Additional incident analysis resources might be required. Examples of these resources are a list of critical assets, network diagrams, port lists, hashes of critical files, and baseline readings of system and network activity. Mitigation software is also an important item when preparing to handle a security incident. An image of a clean OS and application installation files may be needed to recover a computer from an incident.
Often, the CSIRT may have a jump kit prepared. This is a portable box with many of the items listed above to help in establishing a swift response. Some of these items may be a laptop with appropriate software installed, backup media, and any other hardware, software, or information to help in the investigation. It is important to inspect the jump kit on a regular basis to install updates and make sure that all the necessary elements are available and ready for use. It is helpful to practice deploying the jump kit with the CSIRT to ensure that the team members know how to use its contents properly.
Detection and Analysis
Detection & Analysis Phase
An organization should be prepared to handle any incident but should focus on the most common types of incidents so that they can be dealt with swiftly. These are some of the more common types of attack vectors:
- Web – Any attack that is initiated from a website or application hosted by a website.
- Email – Any attack that is initiated from an email or email attachment.
- Loss or Theft – Any equipment that is used by the organization such as a laptop, desktop, or smartphone can provide the required information for someone to initiate an attack.
- Impersonation – When something or someone is replaced for the purpose of malicious intent.
- Attrition – Any attack that uses brute force to attack devices, networks, or services.
- Media – Any attack that is initiated from external storage or removable media.
Containment, Eradication, and Recovery
Containment, Eradication, and Recovery Phase
For every type of incident, a containment strategy should be created and enforced. These are some conditions to determine the type of strategy to create for each incident type:
- How long it will take to implement and complete a solution?
- How much time and how many resources will be needed to implement the strategy?
- What is the process to preserve evidence?
- Can an attacker be redirected to a sandbox so that the CSIRT can safely document the attacker’s methodology?
- What will be the impact to the availability of services?
- What is the extent of damage to resources or assets?
- How effective is the strategy?
During containment, additional damage may be incurred. For example, it is not always advisable to unplug the compromised host from the network. The malicious process could notice this disconnection to the CnC controller and trigger a data wipe or encryption on the target. This is where experience and expertise can help to contain an incident beyond the scope of the containment strategy.
Post-Incident Activity Phase
After a major incident has been handled, the organization should hold a “lessons learned” meeting to review the effectiveness of the incident handling process and identify necessary hardening needed for existing security controls and practices. Examples of good questions to answer during the meeting include the following:
- Exactly what happened, and when?
- How well did the staff and management perform while dealing with the incident?
- Were the documented procedures followed? Were they adequate?
- What information was needed sooner?
- Were any steps or actions taken that might have inhibited the recovery?
- What would the staff and management do differently the next time a similar incident occurs?
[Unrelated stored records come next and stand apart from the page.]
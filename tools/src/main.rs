//! spend-report: headless analysis runner over a transaction CSV.
//!
//! Usage:
//!   spend-report --input transactions.csv --report segmentation.csv
//!   spend-report --input transactions.csv --model model.json \
//!       --config analysis.json --account 4512828414983801773 \
//!       --category All --days 30

use anyhow::Result;
use spendscope_core::{
    config::AnalysisConfig,
    forecast::ForecastModel,
    normalize,
    pretrained::PretrainedSpendModel,
    report,
    session::AnalysisSession,
};
use std::collections::BTreeSet;
use std::env;

fn main() -> Result<()> {
    env_logger::init();

    let args: Vec<String> = env::args().collect();
    let input = str_arg(&args, "--input", "transactions.csv");
    let model_path = opt_arg(&args, "--model");
    let account = opt_arg(&args, "--account");
    let category = opt_arg(&args, "--category");
    let days = parse_arg(&args, "--days", 30u32);
    let clusters = parse_arg(&args, "--clusters", 4usize);
    let report_path = opt_arg(&args, "--report");

    let config = match opt_arg(&args, "--config") {
        Some(path) => AnalysisConfig::load(&path)?,
        None => AnalysisConfig::default(),
    };

    println!("spend-report");
    println!("  input:    {input}");
    println!("  clusters: {clusters}");
    println!("  days:     {days}");
    println!();

    let outcome = normalize::load_transactions(&input)?;
    log::info!("loaded {} transactions from {input}", outcome.transactions.len());
    if outcome.skipped_rows > 0 {
        println!("warning: {} input rows rejected", outcome.skipped_rows);
    }

    let model: Box<dyn ForecastModel> = match model_path {
        Some(path) => Box::new(PretrainedSpendModel::load(&path)?),
        // No fitted parameters given: fall back to a flat model at the
        // mean daily spend, good enough for smoke runs.
        None => Box::new(PretrainedSpendModel::flat(mean_daily_spend(
            &outcome.transactions,
        ))),
    };

    let mut session = AnalysisSession::new(outcome.transactions, model, config);

    println!("== Customer summary ({} accounts) ==", session.get_customer_summary().len());
    for row in session.get_customer_summary().iter().take(10) {
        println!(
            "  {:<22} total {:>12.2}  avg {:>9.2}  txns {:>6}",
            row.account_id, row.total_spending, row.avg_spending, row.transaction_count
        );
    }
    println!();

    match session.get_cluster_assignments(clusters) {
        Ok((_, summary)) => {
            println!("== Cluster summary ==");
            println!("  cluster  customers  total(mean)    avg(mean)   txns(mean)");
            for row in summary {
                println!(
                    "  {:>7}  {:>9}  {:>11.2}  {:>11.2}  {:>11.2}",
                    row.cluster,
                    row.customer_count,
                    row.total_spending_mean,
                    row.avg_spending_mean,
                    row.transaction_count_mean
                );
            }
            if let Some(path) = &report_path {
                let csv = report::cluster_report_csv(summary)?;
                std::fs::write(path, csv)?;
                println!("  report written to {path}");
            }
        }
        Err(e) => println!("segmentation skipped: {e}"),
    }
    println!();

    if let Some(account) = account {
        // "All" and absence both mean no category filter.
        let category = category.filter(|c| c.as_str() != "All");
        let category = category.as_deref();

        let series = session.get_daily_series(&account, category)?;
        println!(
            "== Daily series for {account} ({} days observed) ==",
            series.points.len()
        );

        let forecast = session.get_forecast(&account, category, days)?;
        println!("== Forecast ({} points, last {} shown) ==", forecast.len(), 7);
        for p in forecast.iter().rev().take(7).rev() {
            println!(
                "  {}  yhat {:>9.2}  [{:>9.2}, {:>9.2}]",
                p.date, p.yhat, p.yhat_lower, p.yhat_upper
            );
        }
        println!();

        let anomalies = session.get_anomalies(&account, category, days)?;
        let flagged: Vec<_> = anomalies.iter().filter(|a| a.is_anomaly).collect();
        if flagged.is_empty() {
            println!("== No anomalies detected ==");
        } else {
            println!("== Detected anomalies ==");
            for a in flagged {
                println!(
                    "  {}  actual {:>9.2}  predicted {:>9.2}  residual {:>9.2}",
                    a.date, a.actual, a.predicted, a.residual
                );
            }
        }
    }

    Ok(())
}

/// Mean of the per-day grand totals, used to seed the flat fallback model.
fn mean_daily_spend(transactions: &[spendscope_core::normalize::Transaction]) -> f64 {
    if transactions.is_empty() {
        return 0.0;
    }
    let days: BTreeSet<_> = transactions.iter().map(|t| t.transaction_date).collect();
    let total: f64 = transactions
        .iter()
        .map(|t| if t.amount.is_nan() { 0.0 } else { t.amount })
        .sum();
    total / days.len().max(1) as f64
}

fn parse_arg<T: std::str::FromStr>(args: &[String], flag: &str, default: T) -> T {
    args.windows(2)
        .find(|w| w[0] == flag)
        .and_then(|w| w[1].parse().ok())
        .unwrap_or(default)
}

fn str_arg(args: &[String], flag: &str, default: &str) -> String {
    args.windows(2)
        .find(|w| w[0] == flag)
        .map(|w| w[1].clone())
        .unwrap_or_else(|| default.to_string())
}

fn opt_arg(args: &[String], flag: &str) -> Option<String> {
    args.windows(2).find(|w| w[0] == flag).map(|w| w[1].clone())
}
- How could information sharing with other organizations be improved?
- What corrective actions can prevent similar incidents in the future?
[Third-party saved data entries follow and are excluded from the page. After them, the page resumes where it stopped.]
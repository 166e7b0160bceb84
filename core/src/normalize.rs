//! Transaction normalization — raw table rows to a fixed schema.
//!
//! RULE: Everything downstream assumes the normalized [`Transaction`]
//! shape. Schema variation in the input (legacy `amt` column, merchant
//! name prefixes, timestamp formats) is absorbed here and nowhere else.
//!
//! Policy on bad rows: a row with an unparseable timestamp or no amount
//! value is rejected and counted, not fatal. Only a header that carries
//! neither amount column aborts the load.

use crate::{
    error::{AnalysisError, AnalysisResult},
    types::{AccountId, Category},
};
use chrono::{NaiveDate, NaiveDateTime};
use serde::{Deserialize, Serialize};
use std::io::Read;
use std::path::Path;

/// Synthetic prefix the source dataset attaches to merchant names.
const MERCHANT_PREFIX: &str = "fraud_";

/// A raw input row as exported by the transaction table.
/// Column names follow the source export; `amount` is canonical and
/// `amt` is the legacy spelling some exports carry instead.
#[derive(Debug, Clone, Deserialize)]
pub struct RawRecord {
    #[serde(rename = "trans_date_trans_time", alias = "timestamp")]
    pub timestamp: String,
    #[serde(rename = "cc_num", alias = "account_id")]
    pub account_id: String,
    #[serde(default)]
    pub amount: Option<f64>,
    #[serde(default)]
    pub amt: Option<f64>,
    pub merchant: String,
    pub category: String,
    #[serde(default)]
    pub city: String,
    #[serde(default)]
    pub state: String,
    #[serde(rename = "trans_num", alias = "transaction_id")]
    pub transaction_id: String,
}

/// A normalized transaction. Immutable after construction.
#[derive(Debug, Clone, PartialEq, Serialize)]
pub struct Transaction {
    pub timestamp: NaiveDateTime,
    /// Calendar date of `timestamp` (floored to day granularity).
    pub transaction_date: NaiveDate,
    pub account_id: AccountId,
    pub amount: f64,
    pub merchant: String,
    pub category: Category,
    pub city: String,
    pub state: String,
    pub transaction_id: String,
}

/// Result of a normalization pass: the accepted rows plus a count of
/// rejected ones, so callers can surface data quality to the user.
#[derive(Debug)]
pub struct NormalizeOutcome {
    pub transactions: Vec<Transaction>,
    pub skipped_rows: usize,
}

/// Load and normalize a transaction table from a CSV file.
pub fn load_transactions<P: AsRef<Path>>(path: P) -> AnalysisResult<NormalizeOutcome> {
    let file = std::fs::File::open(path.as_ref())?;
    load_transactions_from_reader(file)
}

/// Load and normalize a transaction table from any CSV byte stream.
pub fn load_transactions_from_reader<R: Read>(reader: R) -> AnalysisResult<NormalizeOutcome> {
    let mut csv_reader = csv::Reader::from_reader(reader);

    let headers = csv_reader.headers()?.clone();
    if !headers.iter().any(|h| h == "amount" || h == "amt") {
        return Err(AnalysisError::Schema(
            "input table has neither 'amount' nor 'amt' column".into(),
        ));
    }

    let mut transactions = Vec::new();
    let mut skipped_rows = 0usize;

    for (idx, record) in csv_reader.deserialize::<RawRecord>().enumerate() {
        let raw = match record {
            Ok(raw) => raw,
            Err(e) => {
                log::warn!("row {}: rejected, malformed record: {e}", idx + 1);
                skipped_rows += 1;
                continue;
            }
        };
        match normalize_record(raw) {
            Some(txn) => transactions.push(txn),
            None => {
                log::warn!("row {}: rejected, bad timestamp or missing amount", idx + 1);
                skipped_rows += 1;
            }
        }
    }

    log::debug!(
        "normalized {} transactions, skipped {} rows",
        transactions.len(),
        skipped_rows
    );
    Ok(NormalizeOutcome {
        transactions,
        skipped_rows,
    })
}

fn normalize_record(raw: RawRecord) -> Option<Transaction> {
    // Canonical amount wins; fall back to the legacy column.
    let amount = raw.amount.or(raw.amt)?;
    let timestamp = parse_timestamp(&raw.timestamp)?;

    let merchant = raw
        .merchant
        .strip_prefix(MERCHANT_PREFIX)
        .unwrap_or(&raw.merchant)
        .to_string();

    Some(Transaction {
        transaction_date: timestamp.date(),
        timestamp,
        account_id: raw.account_id,
        amount,
        merchant,
        category: raw.category,
        city: raw.city,
        state: raw.state,
        transaction_id: raw.transaction_id,
    })
}

fn parse_timestamp(value: &str) -> Option<NaiveDateTime> {
    let value = value.trim();
    if let Ok(ts) = NaiveDateTime::parse_from_str(value, "%Y-%m-%d %H:%M:%S") {
        return Some(ts);
    }
    if let Ok(ts) = NaiveDateTime::parse_from_str(value, "%Y-%m-%dT%H:%M:%S") {
        return Some(ts);
    }
    // Date-only exports: floor to midnight.
    NaiveDate::parse_from_str(value, "%Y-%m-%d")
        .ok()
        .and_then(|d| d.and_hms_opt(0, 0, 0))
}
- What precursors or indicators should be watched for in the future to detect similar incidents?
- What additional tools or resources are needed to detect, analyze, and mitigate future incidents?
Incident Data Collection and Retention
A higher number of incidents handled can show that something in the incidence response methodology is not working properly and needs to be refined. It could also show incompetence in the CSIRT. A lower number of incidents might show that network and host security has been improved. It could also show a lack of incident detection. Separate incident counts for each type of incident may be more effective at showing strengths and weakness of the CSIRT and implemented security measures. These subcategories can help to target where a weakness resides, rather than whether there is a weakness at all.
The time of each incident provides insight into the total amount of labor used and the total time of each phase of the incident response process. The time until the first response is also important, as well as how long it took to report the incident and escalate it beyond the organization, if necessary.
It is important to perform an objective assessment of each Incident. The response to an incident that has been resolved can be analyzed to determine how effective it was. NIST Special Publication 800-61 provides the following examples of activates that are performed during an objective assessment of an incident:
- Reviewing logs, forms, reports, and other incident documentation for adherence to established incident response policies and procedures.
- Identifying which precursors and indicators of the incident were recorded to determine how effectively the incident was logged and identified.
- Determining if the incident caused damage before it was detected.
- Determining if the actual cause of the incident was identified, and identifying the vector of attack, the vulnerabilities exploited, and the characteristics of the targeted or victimized systems, networks, and applications.
- Determining if the incident is a recurrence of a previous incident.
- Calculating the estimated monetary damage from the incident (e.g., information and critical business processes negatively affected by the incident).
- Measuring the difference between the initial impact assessment and the final impact assessment.
- Identifying which measures, if any, could have prevented the incident.
- Subjective assessment of each incident requires that incident response team members assess their own performance, as well as that of other team members and of the entire team. Another valuable source of input is the owner of a resource that was attacked, in order to determine if the owner thinks the incident was handled efficiently and if the outcome was satisfactory.
There should be a policy in place in each organization that outlines how long evidence of an incident is retained. Evidence is often retained for many months or many years after an incident has taken place. In some cases, compliance regulations may mandate the retention period. These are some of the determining factors for evidence retention:
- Prosecution – When an attacker will be prosecuted because of a security incident, the evidence should be retained until after all legal actions have been completed. This may be several months or many years. In legal actions, no evidence should be overlooked or considered insignificant. An organization’s policy may state that any evidence surrounding an incident that has been involved with legal actions must never be deleted or destroyed.
- Data Type – An organization may specify that specific types of data should be kept for a specific period of time. Items such as email or text may only need to be kept for 90 days. More important data such as that used in an incident response (that has not had legal action), may need to be kept for three years or more.
- Cost – If there is a lot of hardware and storage media that needs to be stored for a long time, it can become costly. Remember also that as technology changes, functional devices that can use outdated hardware and storage media must be stored as well.
Reporting Requirements and Information Sharing
Beyond the legal requirements and stakeholder considerations, NIST recommends that an organization coordinate with organizations to share details for the incident. For example, the organization could log the incident in the VERIS community database.
The critical recommendations from NIST for sharing information are as follows:
- Plan incident coordination with external parties before incidents occur.
- Consult with the legal department before initiating any coordination efforts.
- Perform incident information sharing throughout the incident response life cycle.
- Attempt to automate as much of the information sharing process as possible.
- Balance the benefits of information sharing with the drawbacks of sharing sensitive information.
Share as much of the appropriate incident information as possible with other organizations.